If copycats don’t hit the U.S. market this year, GSK expects core earnings to grow by between 5% and 7% in 2017 at constant exchange rates. But if one hits midyear? Glaxo’s predicting core earnings to come in flat or decline by a single-digit percentage, with the respiratory behemoth posting £1 billion ($1.26 billion) in U.S. sales. For comparison's sake, Advair brought in £1.83 billion ($2.3 billion) in 2016.

After years of a reprieve from generic competitors, the arrival of a substitutable knockoff is now a “real possibility,” CFO Simon Dingemans acknowledged on the Q4 conference call. Generics giant Mylan and the Jordan-based drugmaker Hikma are expecting FDA decisions on their candidates in late March and May. Still, the “timelines for the introductions of a generic are far from clear, and its impact will depend heavily on the pricing strategy and supply capacity deployed,” he said.

And those are no small factors, Witty reminded investors. GSK, for one, needed six months to get from Advair approval to launch. And while “we’re 15, 16 years down the road” and “people are more sophisticated now,” he said, it’s “not super trivial to just produce 20 million packs of supply overnight” for a product such as Advair’s complex Diskus inhaler.

With all of that in mind, “of course it’s possible people could launch a bit earlier,” but it’s also possible they’ll launch later, Witty said. And the company took those possibilities into account when drafting its guidance number. “We think this is a reasonably simple way to pull together two or three elements of the assumption set, recognizing they won’t be right but probably covering most of the outcomes,” he noted.

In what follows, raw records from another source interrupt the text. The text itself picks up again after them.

use serde::Serialize;

use super::error::LookupError;
use super::provider::{Geocoder, Place};
use crate::sdk::distance::Coord;

/// Sentinel reported for locality components the service did not return.
pub const UNAVAILABLE: &str = "unavailable";

#[derive(Debug, Clone, PartialEq, Serialize)]
#[serde(tag = "status", rename_all = "snake_case")]
pub enum GeocodeOutcome {
    Found {
        lat: f64,
        lon: f64,
        city: String,
        region: String,
        country: String,
    },
    NoMatch,
    TimedOut,
    Failed {
        message: String,
    },
}

impl GeocodeOutcome {
    fn from_place(place: Place) -> Self {
        GeocodeOutcome::Found {
            lat: place.lat,
            lon: place.lon,
            city: place
                .city
                .or(place.village)
                .unwrap_or_else(|| UNAVAILABLE.to_string()),
            region: place.region.unwrap_or_else(|| UNAVAILABLE.to_string()),
            country: place.country.unwrap_or_else(|| UNAVAILABLE.to_string()),
        }
    }

    pub fn is_found(&self) -> bool {
        matches!(self, GeocodeOutcome::Found { .. })
    }

    pub fn coords(&self) -> Option<Coord> {
        match self {
            GeocodeOutcome::Found { lat, lon, .. } => Some((*lat, *lon)),
            _ => None,
        }
    }
}

#[derive(Debug, Clone, Serialize)]
pub struct AddressReport {
    pub address: String,
    #[serde(flatten)]
    pub outcome: GeocodeOutcome,
}

/// Resolves every address in the list, swallowing per-address failures into
/// the report. Always returns one entry per input element, in input order;
/// duplicate addresses get one entry per occurrence.
pub fn verify_addresses<G: Geocoder>(geocoder: &G, addresses: &[String]) -> Vec<AddressReport> {
    addresses
        .iter()
        .map(|address| {
            let outcome = match geocoder.lookup(address) {
                Ok(Some(place)) => {
                    log::info!(
                        "Resolved \"{}\" to ({}, {})",
                        address,
                        place.lat,
                        place.lon
                    );
                    GeocodeOutcome::from_place(place)
                }
                Ok(None) => {
                    log::warn!("No match for address \"{}\"", address);
                    GeocodeOutcome::NoMatch
                }
                Err(LookupError::TimedOut) => {
                    log::warn!("Lookup timed out for address \"{}\"", address);
                    GeocodeOutcome::TimedOut
                }
                Err(err) => {
                    log::error!("Lookup failed for address \"{}\": {}", address, err);
                    GeocodeOutcome::Failed {
                        message: err.to_string(),
                    }
                }
            };
            AddressReport {
                address: address.clone(),
                outcome,
            }
        })
        .collect()
}

#[cfg(test)]
mod tests {
    use super::*;
    use std::collections::HashMap;

    enum Scripted {
        Hit(Place),
        Timeout,
        Broken,
    }

    struct FakeGeocoder(HashMap<String, Scripted>);

    impl Geocoder for FakeGeocoder {
        fn lookup(&self, address: &str) -> Result<Option<Place>, LookupError> {
            match self.0.get(address) {
                Some(Scripted::Hit(place)) => Ok(Some(place.clone())),
                Some(Scripted::Timeout) => Err(LookupError::TimedOut),
                Some(Scripted::Broken) => Err(LookupError::Parse(
                    serde_json::from_str::<Vec<i32>>("not json").unwrap_err(),
                )),
                None => Ok(None),
            }
        }
    }

    fn rome() -> Place {
        Place {
            lat: 41.8933203,
            lon: 12.4829321,
            city: Some("Roma".to_string()),
            village: None,
            region: Some("Lazio".to_string()),
            country: Some("Italia".to_string()),
        }
    }

    #[test]
    fn resolved_address_reports_found_with_components() {
        let geocoder = FakeGeocoder(HashMap::from([(
            "Rome, Italy".to_string(),
            Scripted::Hit(rome()),
        )]));

        let reports = verify_addresses(&geocoder, &["Rome, Italy".to_string()]);

        assert_eq!(reports.len(), 1);
        assert_eq!(reports[0].address, "Rome, Italy");
        assert_eq!(
            reports[0].outcome,
            GeocodeOutcome::Found {
                lat: 41.8933203,
                lon: 12.4829321,
                city: "Roma".to_string(),
                region: "Lazio".to_string(),
                country: "Italia".to_string(),
            }
        );
    }

    #[test]
    fn city_falls_back_to_village_then_sentinel() {
        let hamlet = Place {
            city: None,
            village: Some("Civita".to_string()),
            region: None,
            ..rome()
        };
        let geocoder = FakeGeocoder(HashMap::from([("a".to_string(), Scripted::Hit(hamlet))]));

        let reports = verify_addresses(&geocoder, &["a".to_string()]);

        match &reports[0].outcome {
            GeocodeOutcome::Found { city, region, .. } => {
                assert_eq!(city, "Civita");
                assert_eq!(region, UNAVAILABLE);
            }
            other => panic!("expected Found, got {:?}", other),
        }
    }

    #[test]
    fn unknown_address_reports_no_match() {
        let geocoder = FakeGeocoder(HashMap::new());

        let reports = verify_addresses(&geocoder, &["nowhere at all".to_string()]);

        assert_eq!(reports[0].outcome, GeocodeOutcome::NoMatch);
        assert!(reports[0].outcome.coords().is_none());
    }

    #[test]
    fn timeout_and_failure_are_kept_apart() {
        let geocoder = FakeGeocoder(HashMap::from([
            ("slow".to_string(), Scripted::Timeout),
            ("bad".to_string(), Scripted::Broken),
        ]));

        let reports = verify_addresses(&geocoder, &["slow".to_string(), "bad".to_string()]);

        assert_eq!(reports[0].outcome, GeocodeOutcome::TimedOut);
        assert!(matches!(
            reports[1].outcome,
            GeocodeOutcome::Failed { .. }
        ));
    }

    #[test]
    fn duplicates_yield_one_entry_per_occurrence() {
        let geocoder = FakeGeocoder(HashMap::from([(
            "Rome, Italy".to_string(),
            Scripted::Hit(rome()),
        )]));
        let addresses = vec![
            "Rome, Italy".to_string(),
            "nowhere".to_string(),
            "Rome, Italy".to_string(),
        ];

        let reports = verify_addresses(&geocoder, &addresses);

        assert_eq!(reports.len(), 3);
        assert!(reports[0].outcome.is_found());
        assert!(!reports[1].outcome.is_found());
        assert!(reports[2].outcome.is_found());
    }

    #[test]
    fn coords_follow_found_state() {
        let geocoder = FakeGeocoder(HashMap::from([(
            "Rome, Italy".to_string(),
            Scripted::Hit(rome()),
        )]));

        let reports = verify_addresses(&geocoder, &["Rome, Italy".to_string()]);

        assert_eq!(
            reports[0].outcome.coords(),
            Some((41.8933203, 12.4829321))
        );
    }
}
use super::error::LookupError;

/// A resolved place: coordinates plus whatever locality components the
/// service reported. Sentinel substitution for missing components belongs to
/// the callers, not the adapter.
#[derive(Debug, Clone, PartialEq)]
pub struct Place {
    pub lat: f64,
    pub lon: f64,
    pub city: Option<String>,
    pub village: Option<String>,
    pub region: Option<String>,
    pub country: Option<String>,
}

pub trait Geocoder {
    /// Resolves a free-text address. `Ok(None)` means the service answered
    /// but found no match; errors are transport- or decode-level failures.
    fn lookup(&self, address: &str) -> Result<Option<Place>, LookupError>;
}
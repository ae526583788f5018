use env_logger::{Builder, Env};

/// Initializes env_logger honoring `RUST_LOG`, defaulting to `info`.
pub fn init_logging() {
    Builder::from_env(Env::default().default_filter_or("info"))
        .format_timestamp_secs()
        .format_target(false)
        .init();
}
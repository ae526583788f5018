use std::error::Error;
use std::path::PathBuf;
use std::time::Duration;

use clap::{Parser, Subcommand};

use addrmap::sdk::util::log::init_logging;
use addrmap::{
    find_streets, markers_map, paired_distances, save_distance_map, verify_addresses, GeoConfig,
    NominatimGeocoder,
};

/// Verify addresses, map them, and measure the distances between them
#[derive(Parser)]
#[command(version, about, long_about = None)]
struct Cli {
    #[command(subcommand)]
    command: Command,
}

#[derive(Subcommand)]
enum Command {
    /// Geocode each address and print a per-address report as JSON
    Verify {
        /// Addresses to verify
        #[arg(required = true)]
        addresses: Vec<String>,

        /// Also write an HTML map of the resolved addresses
        #[arg(long, value_name = "FILE")]
        map: Option<PathBuf>,
    },

    /// Measure the geodesic distance between paired addresses and save the map
    Distances {
        /// First-list addresses, paired by position with --to
        #[arg(long = "from", value_name = "ADDRESS", num_args = 1.., required = true)]
        from: Vec<String>,

        /// Second-list addresses
        #[arg(long = "to", value_name = "ADDRESS", num_args = 1.., required = true)]
        to: Vec<String>,
    },

    /// List the streets of a city whose name contains a pattern
    Streets {
        /// City name, as tagged in the map data
        city: String,

        /// Substring to match against street names, case-insensitively
        pattern: String,
    },
}

fn main() -> Result<(), Box<dyn Error>> {
    init_logging();
    dotenvy::dotenv().ok();

    let cli = Cli::parse();
    let config = GeoConfig::from_env();

    match cli.command {
        Command::Verify { addresses, map } => {
            let geocoder = NominatimGeocoder::new(&config);
            let reports = verify_addresses(&geocoder, &addresses);
            println!("{}", serde_json::to_string_pretty(&reports)?);

            if let Some(path) = map {
                markers_map(&reports).save(&path)?;
                log::info!("Address map written to {}", path.display());
            }
        }
        Command::Distances { from, to } => {
            let geocoder = NominatimGeocoder::with_timeout(&config, Duration::from_secs(10));
            let result = paired_distances(&geocoder, &from, &to)?;
            for (position, km) in result.kilometers.iter().enumerate() {
                println!(
                    "{} -> {}: {:.3} km",
                    from[position], to[position], km
                );
            }
            let path = save_distance_map(&result.pairs)?;
            println!("Map written to {}", path.display());
        }
        Command::Streets { city, pattern } => {
            let streets = find_streets(&config, &city, &pattern)?;
            log::info!("Found {} matching streets in {}", streets.len(), city);
            for street in streets {
                println!("{}", street);
            }
        }
    }

    Ok(())
}
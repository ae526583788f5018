use std::fs;
use std::io;
use std::path::{Path, PathBuf};

use maud::{html, Markup, PreEscaped, DOCTYPE};
use serde::Serialize;

use super::distance::{Coord, CoordPair};
use super::geocoding::{AddressReport, GeocodeOutcome};

/// Fixed output name of the paired-distance map, overwritten on every run.
pub const DISTANCE_MAP_FILE: &str = "mappa_distanze_tra_indirizzi.html";

const LEAFLET_CSS_URL: &str = "https://unpkg.com/leaflet@1.9.4/dist/leaflet.css";
const LEAFLET_JS_URL: &str = "https://unpkg.com/leaflet@1.9.4/dist/leaflet.js";

// Consumes the MAP_DATA global embedded by `MapDocument::render`.
const MAP_JS: &str = r#"
var map = L.map('map').setView(MAP_DATA.center, MAP_DATA.zoom);
L.tileLayer('https://tile.openstreetmap.org/{z}/{x}/{y}.png', {
    maxZoom: 19,
    attribution: '&copy; OpenStreetMap contributors'
}).addTo(map);
MAP_DATA.markers.forEach(function (m) {
    var marker = L.marker(m.coord, m.color ? { icon: coloredIcon(m.color) } : {}).addTo(map);
    if (m.popup) { marker.bindPopup(m.popup, { maxWidth: 300 }); }
    if (m.tooltip) { marker.bindTooltip(m.tooltip); }
});
MAP_DATA.lines.forEach(function (l) {
    L.polyline(l.coords, { color: l.color, weight: l.weight, opacity: l.opacity }).addTo(map);
});
function coloredIcon(color) {
    return new L.Icon({
        iconUrl: 'https://raw.githubusercontent.com/pointhi/leaflet-color-markers/master/img/marker-icon-' + color + '.png',
        shadowUrl: 'https://unpkg.com/leaflet@1.9.4/dist/images/marker-shadow.png',
        iconSize: [25, 41],
        iconAnchor: [12, 41],
        popupAnchor: [1, -34],
        shadowSize: [41, 41]
    });
}
"#;

#[derive(Debug, Clone, Copy, PartialEq, Eq, Serialize)]
#[serde(rename_all = "lowercase")]
pub enum MarkerColor {
    Blue,
    Red,
}

#[derive(Debug, Clone, Serialize)]
pub struct Marker {
    coord: Coord,
    #[serde(skip_serializing_if = "Option::is_none")]
    popup: Option<String>,
    #[serde(skip_serializing_if = "Option::is_none")]
    tooltip: Option<String>,
    #[serde(skip_serializing_if = "Option::is_none")]
    color: Option<MarkerColor>,
}

impl Marker {
    pub fn new(coord: Coord) -> Self {
        Self {
            coord,
            popup: None,
            tooltip: None,
            color: None,
        }
    }

    /// Popup content is treated as HTML by Leaflet.
    pub fn popup(mut self, popup: impl Into<String>) -> Self {
        self.popup = Some(popup.into());
        self
    }

    pub fn tooltip(mut self, tooltip: impl Into<String>) -> Self {
        self.tooltip = Some(tooltip.into());
        self
    }

    pub fn color(mut self, color: MarkerColor) -> Self {
        self.color = Some(color);
        self
    }
}

#[derive(Debug, Clone, Serialize)]
pub struct PolyLine {
    coords: CoordPair,
    color: &'static str,
    weight: f64,
    opacity: f64,
}

impl PolyLine {
    pub fn between(start: Coord, end: Coord) -> Self {
        Self {
            coords: (start, end),
            color: "black",
            weight: 2.5,
            opacity: 0.5,
        }
    }
}

/// An interactive map, rendered on demand to a self-contained HTML page that
/// loads Leaflet from a CDN.
#[derive(Debug, Clone)]
pub struct MapDocument {
    center: Coord,
    zoom: u8,
    markers: Vec<Marker>,
    lines: Vec<PolyLine>,
}

impl MapDocument {
    pub fn new(center: Coord, zoom: u8) -> Self {
        Self {
            center,
            zoom,
            markers: Vec::new(),
            lines: Vec::new(),
        }
    }

    pub fn add_marker(&mut self, marker: Marker) {
        self.markers.push(marker);
    }

    pub fn add_line(&mut self, line: PolyLine) {
        self.lines.push(line);
    }

    pub fn marker_count(&self) -> usize {
        self.markers.len()
    }

    pub fn render(&self) -> Markup {
        let payload = serde_json::json!({
            "center": self.center,
            "zoom": self.zoom,
            "markers": self.markers,
            "lines": self.lines,
        });
        html! {
            (DOCTYPE)
            html {
                head {
                    meta charset="utf-8";
                    meta name="viewport" content="width=device-width, initial-scale=1";
                    title { "Address map" }
                    link rel="stylesheet" href=(LEAFLET_CSS_URL);
                    style { "html, body, #map { height: 100%; margin: 0; }" }
                }
                body {
                    div id="map" {}
                    script src=(LEAFLET_JS_URL) {}
                    script { (PreEscaped(format!("var MAP_DATA = {};", payload))) }
                    script { (PreEscaped(MAP_JS)) }
                }
            }
        }
    }

    pub fn to_html(&self) -> String {
        self.render().into_string()
    }

    /// Writes the rendered page, replacing any existing file.
    pub fn save<P: AsRef<Path>>(&self, path: P) -> io::Result<()> {
        fs::write(path, self.to_html())
    }
}

/// Map of all successfully verified addresses, centered on the first success
/// or on (0, 0) when there is none. Renders nothing to disk.
pub fn markers_map(reports: &[AddressReport]) -> MapDocument {
    let center = reports
        .iter()
        .find_map(|report| report.outcome.coords())
        .unwrap_or((0.0, 0.0));
    let mut map = MapDocument::new(center, 6);

    for report in reports {
        if let GeocodeOutcome::Found {
            lat,
            lon,
            city,
            region,
            country,
        } = &report.outcome
        {
            let popup = format!(
                "Address: {} <br> City: {} <br> Region: {} <br> Country: {} <br> Coordinates ({}, {})",
                report.address, city, region, country, lat, lon
            );
            map.add_marker(
                Marker::new((*lat, *lon))
                    .popup(popup)
                    .tooltip(city.clone()),
            );
        }
    }

    map
}

/// Arithmetic mean of latitudes and longitudes across all pair endpoints.
/// Undefined (NaN) for an empty slice; callers pass at least one pair.
pub fn map_center(pairs: &[CoordPair]) -> Coord {
    let (lat_sum, lon_sum) = pairs.iter().fold(
        (0.0, 0.0),
        |(lat_acc, lon_acc), ((lat1, lon1), (lat2, lon2))| {
            (lat_acc + lat1 + lat2, lon_acc + lon1 + lon2)
        },
    );
    let count = (pairs.len() * 2) as f64;
    (lat_sum / count, lon_sum / count)
}

/// Map of address pairs: a blue and a red marker per pair with a connecting
/// line, centered on the mean of all endpoints.
pub fn distance_map(pairs: &[CoordPair]) -> MapDocument {
    let mut map = MapDocument::new(map_center(pairs), 4);

    for &(start, end) in pairs {
        map.add_marker(
            Marker::new(start)
                .popup("Address 1")
                .color(MarkerColor::Blue),
        );
        map.add_marker(Marker::new(end).popup("Address 2").color(MarkerColor::Red));
        map.add_line(PolyLine::between(start, end));
    }

    map
}

/// Renders the paired-distance map and writes it to `DISTANCE_MAP_FILE` in
/// the working directory, overwriting any previous run.
pub fn save_distance_map(pairs: &[CoordPair]) -> io::Result<PathBuf> {
    let path = PathBuf::from(DISTANCE_MAP_FILE);
    distance_map(pairs).save(&path)?;
    log::info!("Distance map saved to {}", path.display());
    Ok(path)
}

Meanwhile, GSK has been readying its pharma portfolio to absorb the shock, and its new products helped it beat the Street’s revenue predictions yet again in Q4. Respiratory newcomers Breo, Anoro, Incruse and Nucala; HIV meds Tivicay and Triumeq; and meningitis vaccines Bexsero and Menveo combined for £1.4 billion ($1.75 billion) in quarterly sales, pushing Glaxo’s top-line mark to £7.59 billion ($9.51 billion) to top £7.44 billion ($9.32 billion) consensus estimates.

Per-share earnings of 26.1 pence (33 cents) also topped consensus by 4.8%, helped by a higher operating margin, Bernstein analyst Tim Anderson wrote in a Wednesday note to clients.